use anyhow::Result;
use serde::{Deserialize, Serialize};
use std::path::{Path, PathBuf};
use tracing::{debug, info, warn};

// Re-export cluster configuration
pub mod cluster_config;
pub use cluster_config::ClusterConfig;
// Note: Other imports removed as they're not currently used

/// Main configuration structure for kina CLI application
#[derive(Debug, Serialize, Deserialize, Clone)]
pub struct Config {
    /// Default cluster configuration
    pub cluster: ClusterDefaults,

    /// Apple Container settings
    pub apple_container: AppleContainerConfig,

    /// Kubernetes settings
    pub kubernetes: KubernetesConfig,

    /// Logging configuration
    pub logging: LoggingConfig,

    /// Path to the configuration file (not serialized)
    #[serde(skip)]
    pub config_file_path: Option<PathBuf>,
}

/// Default cluster settings for the CLI
#[derive(Debug, Serialize, Deserialize, Clone)]
pub struct ClusterDefaults {
    /// Default cluster name
    pub default_name: String,

    /// Default container image for clusters
    pub default_image: String,

    /// Default wait timeout for cluster operations (seconds)
    pub default_wait_timeout: u64,

    /// Directory for storing cluster data
    pub data_dir: PathBuf,

    /// Whether to retain clusters on failure by default
    pub retain_on_failure: bool,

    /// Default CNI plugin to use
    pub default_cni: CniPlugin,
}

/// CNI plugin options
#[derive(Debug, Serialize, Deserialize, Clone, PartialEq)]
pub enum CniPlugin {
    /// PTP CNI with host-local IPAM (default, Apple Container compatible)
    Ptp,
    /// Cilium CNI (advanced features, requires compatible kernel)
    Cilium,
}

/// Apple Container specific configuration
#[derive(Debug, Serialize, Deserialize, Clone)]
pub struct AppleContainerConfig {
    /// Path to Apple Container CLI (if not in PATH)
    pub cli_path: Option<PathBuf>,

    /// Default container runtime configuration
    pub runtime_config: RuntimeConfig,

    /// Network configuration
    pub network: NetworkConfig,
}

/// Container runtime configuration
#[derive(Debug, Serialize, Deserialize, Clone)]
pub struct RuntimeConfig {
    /// Default CPU limit for containers
    pub cpu_limit: Option<String>,

    /// Default memory limit for containers
    pub memory_limit: Option<String>,

    /// Default storage limit for containers
    pub storage_limit: Option<String>,
}

/// Network configuration for containers
#[derive(Debug, Serialize, Deserialize, Clone)]
pub struct NetworkConfig {
    /// Default network name
    pub network_name: String,

    /// Enable IPv6 support
    #[allow(dead_code)]
    pub enable_ipv6: bool,

    /// Custom DNS servers
    #[allow(dead_code)]
    pub dns_servers: Vec<String>,
}

/// Kubernetes-specific configuration
#[derive(Debug, Serialize, Deserialize, Clone)]
pub struct KubernetesConfig {
    /// Kubernetes version to use by default
    pub default_version: String,

    /// Path to kubectl binary (if not in PATH)
    pub kubectl_path: Option<PathBuf>,

    /// Default namespace for operations
    pub default_namespace: String,

    /// Kubeconfig directory
    pub kubeconfig_dir: PathBuf,
}

/// Logging configuration
#[derive(Debug, Serialize, Deserialize, Clone)]
pub struct LoggingConfig {
    /// Default log level
    pub level: String,

    /// Log format (json, text)
    pub format: String,

    /// Enable file logging
    pub file_logging: bool,

    /// Log file directory
    pub log_dir: Option<PathBuf>,
}

impl Default for Config {
    fn default() -> Self {
        // Use XDG Base Directory specification
        let data_dir = if let Some(data_dir) = dirs::data_dir() {
            data_dir.join("kina")
        } else {
            dirs::home_dir()
                .unwrap_or_else(|| PathBuf::from("."))
                .join(".local")
                .join("share")
                .join("kina")
        };

        let config_dir = dirs::home_dir()
            .unwrap_or_else(|| PathBuf::from("."))
            .join(".config")
            .join("kina");

        Self {
            cluster: ClusterDefaults {
                default_name: "kina".to_string(),
                default_image: "kindest/node:v1.31.0".to_string(),
                default_wait_timeout: 300, // 5 minutes
                data_dir: data_dir.clone(),
                retain_on_failure: false,
                default_cni: CniPlugin::Ptp, // Default to PTP for Apple Container compatibility
            },
            apple_container: AppleContainerConfig {
                cli_path: None, // Will be detected automatically
                runtime_config: RuntimeConfig {
                    cpu_limit: None,
                    memory_limit: Some("2Gi".to_string()),
                    storage_limit: Some("20Gi".to_string()),
                },
                network: NetworkConfig {
                    network_name: "kina".to_string(),
                    enable_ipv6: false,
                    dns_servers: vec![],
                },
            },
            kubernetes: KubernetesConfig {
                default_version: "v1.28.0".to_string(),
                kubectl_path: None, // Will be detected automatically
                default_namespace: "default".to_string(),
                kubeconfig_dir: config_dir.join("kubeconfig"),
            },
            logging: LoggingConfig {
                level: "info".to_string(),
                format: "text".to_string(),
                file_logging: false,
                log_dir: None,
            },
            config_file_path: None,
        }
    }
}

impl Config {
    /// Load configuration from file, falling back to defaults
    pub fn load() -> Result<Self> {
        let config_path = Self::get_config_path();

        if config_path.exists() {
            info!("Loading configuration from: {}", config_path.display());
            Self::load_from_file(&config_path)
        } else {
            info!("No configuration file found, using defaults");
            debug!("Expected config path: {}", config_path.display());

            let config = Self {
                config_file_path: Some(config_path.clone()),
                ..Default::default()
            };

            // Create config directory if it doesn't exist
            if let Some(parent) = config_path.parent() {
                if !parent.exists() {
                    std::fs::create_dir_all(parent)?;
                }
            }

            // Ensure directories exist
            config.ensure_directories()?;

            Ok(config)
        }
    }

    /// Load configuration from a specific file
    pub fn load_from_file<P: AsRef<Path>>(path: P) -> Result<Self> {
        let path = path.as_ref();
        let content = std::fs::read_to_string(path)?;

        let mut config: Self = match path.extension().and_then(|ext| ext.to_str()) {
            Some("toml") => toml::from_str(&content)?,
            Some("yaml") | Some("yml") => serde_yaml::from_str(&content)?,
            Some("json") => serde_json::from_str(&content)?,
            _ => {
                // Try to detect format by content
                if let Ok(config) = toml::from_str::<Self>(&content) {
                    config
                } else if let Ok(config) = serde_yaml::from_str::<Self>(&content) {
                    config
                } else {
                    serde_json::from_str(&content)?
                }
            }
        };

        config.config_file_path = Some(path.to_path_buf());
        config.ensure_directories()?;

        Ok(config)
    }

    /// Save configuration to file
    pub fn save(&self) -> Result<()> {
        if let Some(config_path) = &self.config_file_path {
            // Ensure parent directory exists
            if let Some(parent) = config_path.parent() {
                std::fs::create_dir_all(parent)?;
            }

            let content = toml::to_string_pretty(self)?;
            std::fs::write(config_path, content)?;

            info!("Configuration saved to: {}", config_path.display());
        } else {
            warn!("No config file path set, cannot save configuration");
        }

        Ok(())
    }

    /// Get the default configuration file path
    pub fn get_config_path() -> PathBuf {
        // Use XDG Base Directory specification: ~/.config/kina/config.toml
        // Always use ~/.config/kina regardless of platform for consistency
        dirs::home_dir()
            .unwrap_or_else(|| PathBuf::from("."))
            .join(".config")
            .join("kina")
            .join("config.toml")
    }

    /// Ensure all required directories exist
    pub fn ensure_directories(&self) -> Result<()> {
        // Create data directory
        if !self.cluster.data_dir.exists() {
            std::fs::create_dir_all(&self.cluster.data_dir)?;
            debug!(
                "Created data directory: {}",
                self.cluster.data_dir.display()
            );
        }

        // Create kubeconfig directory
        if !self.kubernetes.kubeconfig_dir.exists() {
            std::fs::create_dir_all(&self.kubernetes.kubeconfig_dir)?;
            debug!(
                "Created kubeconfig directory: {}",
                self.kubernetes.kubeconfig_dir.display()
            );
        }

        // Create log directory if file logging is enabled
        if self.logging.file_logging {
            if let Some(log_dir) = &self.logging.log_dir {
                if !log_dir.exists() {
                    std::fs::create_dir_all(log_dir)?;
                    debug!("Created log directory: {}", log_dir.display());
                }
            }
        }

        Ok(())
    }

    /// Merge with another configuration, preferring values from other
    #[allow(dead_code)]
    pub fn merge_with(&mut self, other: &Config) {
        // This is a simplified merge - in practice, you might want more sophisticated merging logic
        if other.cluster.default_name != self.cluster.default_name
            && other.cluster.default_name != "kina"
        {
            self.cluster.default_name = other.cluster.default_name.clone();
        }

        // Add more merge logic as needed
    }
}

● ● ● ● ●

◆ What to work on
Each line in the data that holds the string "compatible" must be returned.

◆ Solved problem
    /// PTP CNI with host-local IPAM (default, Apple Container compatible)
    /// Cilium CNI (advanced features, requires compatible kernel)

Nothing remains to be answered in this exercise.